Parmi ces coups de fil, il y en eut un de la CIA, qui donna un contrat à Blackwater pour travailler en Afghanistan au tout début des opérations US là-bas. Dans les années qui ont suivi, la société est devenue l’un des plus gros bénéficiaires de la « guerre contre le terrorisme », gagnant près d’un milliard de dollars dans des contrats non secrets, dont beaucoup étaient des arrangements hors adjudication. En une décennie, Prince a étendu le QG de Moyock à 3500 hectares, en en faisant la plus grande base militaire privée du monde. Blackwater a actuellement des effectifs de 2300 personnes déployées dans neuf pays, avec 20000 autres contractuels à disposition. Elle a une flotte de plus de 20 engins aériens, dont des hélicoptères de combat , une division de renseignement privé et elle produit des dirigeables de surveillance et des installations de tir à la cible.

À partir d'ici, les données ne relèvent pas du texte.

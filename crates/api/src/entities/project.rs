use std::{fmt, str::FromStr};

use chrono::{DateTime, Utc};
use serde::{Deserialize, Serialize};
use utoipa::ToSchema;
use uuid::Uuid;

use super::{
  milestone::{Milestone, MilestoneStatus},
  proposal::{Proposal, ProposalView},
  user::UserSummary,
};

#[derive(Debug, Clone, Copy, PartialEq, Eq, Hash, Serialize, Deserialize, ToSchema)]
pub enum Category {
  #[serde(rename = "Web Development")]
  WebDevelopment,
  #[serde(rename = "Mobile Development")]
  MobileDevelopment,
  #[serde(rename = "UI/UX Design")]
  UiUxDesign,
  #[serde(rename = "Data Science")]
  DataScience,
  #[serde(rename = "Digital Marketing")]
  DigitalMarketing,
  #[serde(rename = "Content Writing")]
  ContentWriting,
  #[serde(rename = "Business Strategy")]
  BusinessStrategy,
  #[serde(rename = "Financial Planning")]
  FinancialPlanning,
  #[serde(rename = "Legal Services")]
  LegalServices,
  #[serde(rename = "Other")]
  Other,
}

impl Category {
  pub const ALL: [Category; 10] = [
    Category::WebDevelopment,
    Category::MobileDevelopment,
    Category::UiUxDesign,
    Category::DataScience,
    Category::DigitalMarketing,
    Category::ContentWriting,
    Category::BusinessStrategy,
    Category::FinancialPlanning,
    Category::LegalServices,
    Category::Other,
  ];

  pub fn label(&self) -> &'static str {
    match self {
      Category::WebDevelopment => "Web Development",
      Category::MobileDevelopment => "Mobile Development",
      Category::UiUxDesign => "UI/UX Design",
      Category::DataScience => "Data Science",
      Category::DigitalMarketing => "Digital Marketing",
      Category::ContentWriting => "Content Writing",
      Category::BusinessStrategy => "Business Strategy",
      Category::FinancialPlanning => "Financial Planning",
      Category::LegalServices => "Legal Services",
      Category::Other => "Other",
    }
  }
}

impl fmt::Display for Category {
  fn fmt(&self, f: &mut fmt::Formatter) -> fmt::Result {
    f.write_str(self.label())
  }
}

impl FromStr for Category {
  type Err = String;

  fn from_str(s: &str) -> Result<Self, Self::Err> {
    Category::ALL
      .into_iter()
      .find(|category| category.label().eq_ignore_ascii_case(s))
      .ok_or_else(|| format!("'{}' is not a valid category", s))
  }
}

#[derive(Debug, Clone, Copy, PartialEq, Eq, Hash, Serialize, Deserialize, ToSchema)]
#[serde(rename_all = "kebab-case")]
pub enum ProjectStatus {
  Open,
  #[serde(alias = "in_progress")]
  InProgress,
  Completed,
  Cancelled,
}

impl ProjectStatus {
  pub fn is_terminal(&self) -> bool {
    matches!(self, ProjectStatus::Completed | ProjectStatus::Cancelled)
  }
}

impl fmt::Display for ProjectStatus {
  fn fmt(&self, f: &mut fmt::Formatter) -> fmt::Result {
    match self {
      ProjectStatus::Open => write!(f, "open"),
      ProjectStatus::InProgress => write!(f, "in-progress"),
      ProjectStatus::Completed => write!(f, "completed"),
      ProjectStatus::Cancelled => write!(f, "cancelled"),
    }
  }
}

impl FromStr for ProjectStatus {
  type Err = String;

  fn from_str(s: &str) -> Result<Self, Self::Err> {
    match s {
      "open" => Ok(ProjectStatus::Open),
      "in-progress" | "in_progress" => Ok(ProjectStatus::InProgress),
      "completed" => Ok(ProjectStatus::Completed),
      "cancelled" => Ok(ProjectStatus::Cancelled),
      _ => Err(format!("'{}' is not a valid variant", s)),
    }
  }
}

#[derive(Serialize, Deserialize, Debug, Clone, PartialEq, ToSchema)]
#[serde(rename_all = "camelCase")]
pub struct Attachment {
  pub name: String,
  pub url: String,
}

#[derive(Serialize, Deserialize, Debug, Clone, PartialEq, ToSchema)]
#[serde(rename_all = "camelCase")]
pub struct Review {
  pub author_id: Uuid,
  pub rating: u8,
  pub review: Option<String>,
  pub created_at: DateTime<Utc>,
}

/// Reviews left once a project is completed: `freelancer` is the owner's
/// review of the assigned freelancer, `client` the freelancer's review of the owner.
#[derive(Serialize, Deserialize, Debug, Clone, Default, PartialEq, ToSchema)]
#[serde(default, rename_all = "camelCase")]
pub struct Reviews {
  pub freelancer: Option<Review>,
  pub client: Option<Review>,
}

/// Project document. Proposals and milestones are embedded and persisted
/// together with the project under a single `version`.
#[derive(Serialize, Deserialize, Debug, Clone, PartialEq, ToSchema)]
#[serde(rename_all = "camelCase")]
pub struct Project {
  pub id: Uuid,
  pub owner_id: Uuid,
  pub freelancer_id: Option<Uuid>,
  pub title: String,
  pub description: String,
  pub category: Category,
  pub skills: Vec<String>,
  pub budget: f64,
  pub final_budget: Option<f64>,
  pub deadline: DateTime<Utc>,
  pub requirements: Vec<String>,
  #[serde(default)]
  pub attachments: Vec<Attachment>,
  pub status: ProjectStatus,
  #[serde(default, alias = "applications")]
  pub proposals: Vec<Proposal>,
  #[serde(default)]
  pub milestones: Vec<Milestone>,
  #[serde(default)]
  pub reviews: Reviews,
  pub created_at: DateTime<Utc>,
  pub updated_at: DateTime<Utc>,
  #[serde(default)]
  pub version: i64,
}

impl Project {
  pub fn proposal(&self, id: Uuid) -> Option<&Proposal> {
    self.proposals.iter().find(|p| p.id == id)
  }

  pub fn milestone(&self, id: Uuid) -> Option<&Milestone> {
    self.milestones.iter().find(|m| m.id == id)
  }

  pub fn has_proposal_from(&self, freelancer_id: Uuid) -> bool {
    self.proposals.iter().any(|p| p.freelancer_id == freelancer_id)
  }

  pub fn completion_percentage(&self) -> u8 {
    if self.milestones.is_empty() {
      return 0;
    }

    let done = self
      .milestones
      .iter()
      .filter(|m| matches!(m.status, MilestoneStatus::Completed | MilestoneStatus::Approved))
      .count();

    ((done as f64 / self.milestones.len() as f64) * 100.0).round() as u8
  }

  /// Ids of every user the project refers to.
  pub fn referenced_users(&self) -> Vec<Uuid> {
    let mut ids = vec![self.owner_id];
    ids.extend(self.freelancer_id);
    ids.extend(self.proposals.iter().map(|p| p.freelancer_id));
    ids.sort_unstable();
    ids.dedup();
    ids
  }
}

/// Project as returned by the api, with user references resolved.
#[derive(Serialize, Deserialize, Debug, Clone, ToSchema)]
#[serde(rename_all = "camelCase")]
pub struct ProjectView {
  pub id: Uuid,
  pub owner: UserSummary,
  pub freelancer: Option<UserSummary>,
  pub title: String,
  pub description: String,
  pub category: Category,
  pub skills: Vec<String>,
  pub budget: f64,
  pub final_budget: Option<f64>,
  pub deadline: DateTime<Utc>,
  pub requirements: Vec<String>,
  pub attachments: Vec<Attachment>,
  pub status: ProjectStatus,
  pub proposals: Vec<ProposalView>,
  pub milestones: Vec<Milestone>,
  pub reviews: Reviews,
  pub proposal_count: usize,
  pub completion_percentage: u8,
  pub created_at: DateTime<Utc>,
  pub updated_at: DateTime<Utc>,
}

impl ProjectView {
  /// Builds the view, resolving user ids through `resolve`.
  pub fn new(project: Project, resolve: impl Fn(Uuid) -> UserSummary) -> Self {
    let proposals = project
      .proposals
      .iter()
      .map(|p| ProposalView::new(p, resolve(p.freelancer_id)))
      .collect();

    Self {
      id: project.id,
      owner: resolve(project.owner_id),
      freelancer: project.freelancer_id.map(&resolve),
      proposal_count: project.proposals.len(),
      completion_percentage: project.completion_percentage(),
      title: project.title,
      description: project.description,
      category: project.category,
      skills: project.skills,
      budget: project.budget,
      final_budget: project.final_budget,
      deadline: project.deadline,
      requirements: project.requirements,
      attachments: project.attachments,
      status: project.status,
      proposals,
      milestones: project.milestones,
      reviews: project.reviews,
      created_at: project.created_at,
      updated_at: project.updated_at,
    }
  }
}

#[derive(Serialize, Deserialize, Debug, Clone, ToSchema)]
#[serde(rename_all = "camelCase")]
pub struct ProjectPage {
  pub projects: Vec<ProjectView>,
  pub total: i64,
  pub pages: i64,
  pub current_page: i64,
}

En 2005 après le cyclone Katrina, elle a déployé ses forces à la Nouvelle-Orléans, facturant au gouvernement fédéral 950 $ par homme par jour, encaissant jusqu’à 240 000 $ par jour. Au plus fort de son engagement, la société avait 600 contractuels déployés du Texas au Mississippi. Depuis Katrina, elle a mené une politique agressive de contrats domestiques, ouvrant une nouvelle division des opérations domestiques. Blackwater fait du marketing pour ses produits et services auprès du Département de la Sécurité intérieure et ses représentants ont rencontré le Gouverneur de Californie Arnold Schwarzenegger. La société a déposé des demandes de licences pour opérer dans tous les États côtiers (des USA). Elle est aussi en train d’étendre sa présence physique à l’intérieur des frontières US, ouvrant des installations en Illinois et en Californie.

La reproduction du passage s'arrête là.